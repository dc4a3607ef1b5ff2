//! Roster file: which agents play and how to reach them

use anyhow::{bail, Context, Result};
use serde::Deserialize;

use llmchess_agents::{CommandTransport, EngineBackend, LmBackend};
use llmchess_core::{Agent, BackendKind};
use llmchess_tournament::Participant;

/// How a roster entry produces moves
#[derive(Clone, Copy, Debug, Deserialize, PartialEq, Eq)]
#[serde(rename_all = "snake_case")]
pub enum Provider {
    /// Local UCI engine; `backend` is the executable path
    Uci,
    /// External command fed the prompt on stdin; `backend` is the
    /// command line
    Command,
}

#[derive(Clone, Debug, Deserialize)]
pub struct RosterEntry {
    pub name: String,
    pub provider: Provider,
    /// Engine path or command line, depending on the provider
    pub backend: String,
    /// Starting rating override
    #[serde(default)]
    pub rating: Option<f64>,
}

/// Parse a roster from JSON text.
pub fn parse_roster(text: &str) -> Result<Vec<RosterEntry>> {
    let entries: Vec<RosterEntry> =
        serde_json::from_str(text).context("roster is not valid JSON")?;
    if entries.is_empty() {
        bail!("roster is empty");
    }
    Ok(entries)
}

/// Load a roster file and spawn a participant for every entry.
pub fn load_participants(path: &str) -> Result<Vec<Participant>> {
    let text = std::fs::read_to_string(path)
        .with_context(|| format!("failed to read roster '{}'", path))?;
    let entries = parse_roster(&text)?;
    entries.into_iter().map(build_participant).collect()
}

fn build_participant(entry: RosterEntry) -> Result<Participant> {
    let (kind, backend): (BackendKind, Box<dyn llmchess_core::MoveBackend>) = match entry.provider
    {
        Provider::Uci => {
            let backend = EngineBackend::spawn(&entry.backend)
                .with_context(|| format!("failed to start engine for '{}'", entry.name))?;
            (BackendKind::LocalEngine, Box::new(backend))
        }
        Provider::Command => {
            let transport = CommandTransport::from_command_line(&entry.backend)
                .with_context(|| format!("empty command line for '{}'", entry.name))?;
            (BackendKind::RemoteLm, Box::new(LmBackend::new(transport)))
        }
    };

    let mut agent = Agent::new(&entry.name, kind, &entry.backend);
    if let Some(rating) = entry.rating {
        agent = agent.with_rating(rating);
    }
    tracing::debug!(name = %agent.name, kind = ?agent.kind, "roster entry loaded");
    Ok(Participant::new(agent, backend))
}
==*==
| Problem to solve |
Extract the complete data, matching each line exactly.

| Solution for this problem |
repository dc4a3607ef1b5ff2
//! Roster file: which agents play and how to reach them

use anyhow::{bail, Context, Result};
use serde::Deserialize;

use llmchess_agents::{CommandTransport, EngineBackend, LmBackend};
use llmchess_core::{Agent, BackendKind};
use llmchess_tournament::Participant;

/// How a roster entry produces moves
#[derive(Clone, Copy, Debug, Deserialize, PartialEq, Eq)]
#[serde(rename_all = "snake_case")]
pub enum Provider {
    /// Local UCI engine; `backend` is the executable path
    Uci,
    /// External command fed the prompt on stdin; `backend` is the
    /// command line
    Command,
}

#[derive(Clone, Debug, Deserialize)]
pub struct RosterEntry {
    pub name: String,
    pub provider: Provider,
    /// Engine path or command line, depending on the provider
    pub backend: String,
    /// Starting rating override
    #[serde(default)]
    pub rating: Option<f64>,
}

/// Parse a roster from JSON text.
pub fn parse_roster(text: &str) -> Result<Vec<RosterEntry>> {
    let entries: Vec<RosterEntry> =
        serde_json::from_str(text).context("roster is not valid JSON")?;
    if entries.is_empty() {
        bail!("roster is empty");
    }
    Ok(entries)
}

/// Load a roster file and spawn a participant for every entry.
pub fn load_participants(path: &str) -> Result<Vec<Participant>> {
    let text = std::fs::read_to_string(path)
        .with_context(|| format!("failed to read roster '{}'", path))?;
    let entries = parse_roster(&text)?;
    entries.into_iter().map(build_participant).collect()
}

fn build_participant(entry: RosterEntry) -> Result<Participant> {
    let (kind, backend): (BackendKind, Box<dyn llmchess_core::MoveBackend>) = match entry.provider
    {
        Provider::Uci => {
            let backend = EngineBackend::spawn(&entry.backend)
                .with_context(|| format!("failed to start engine for '{}'", entry.name))?;
            (BackendKind::LocalEngine, Box::new(backend))
        }
        Provider::Command => {
            let transport = CommandTransport::from_command_line(&entry.backend)
                .with_context(|| format!("empty command line for '{}'", entry.name))?;
            (BackendKind::RemoteLm, Box::new(LmBackend::new(transport)))
        }
    };

    let mut agent = Agent::new(&entry.name, kind, &entry.backend);
    if let Some(rating) = entry.rating {
        agent = agent.with_rating(rating);
    }
    tracing::debug!(name = %agent.name, kind = ?agent.kind, "roster entry loaded");
    Ok(Participant::new(agent, backend))
}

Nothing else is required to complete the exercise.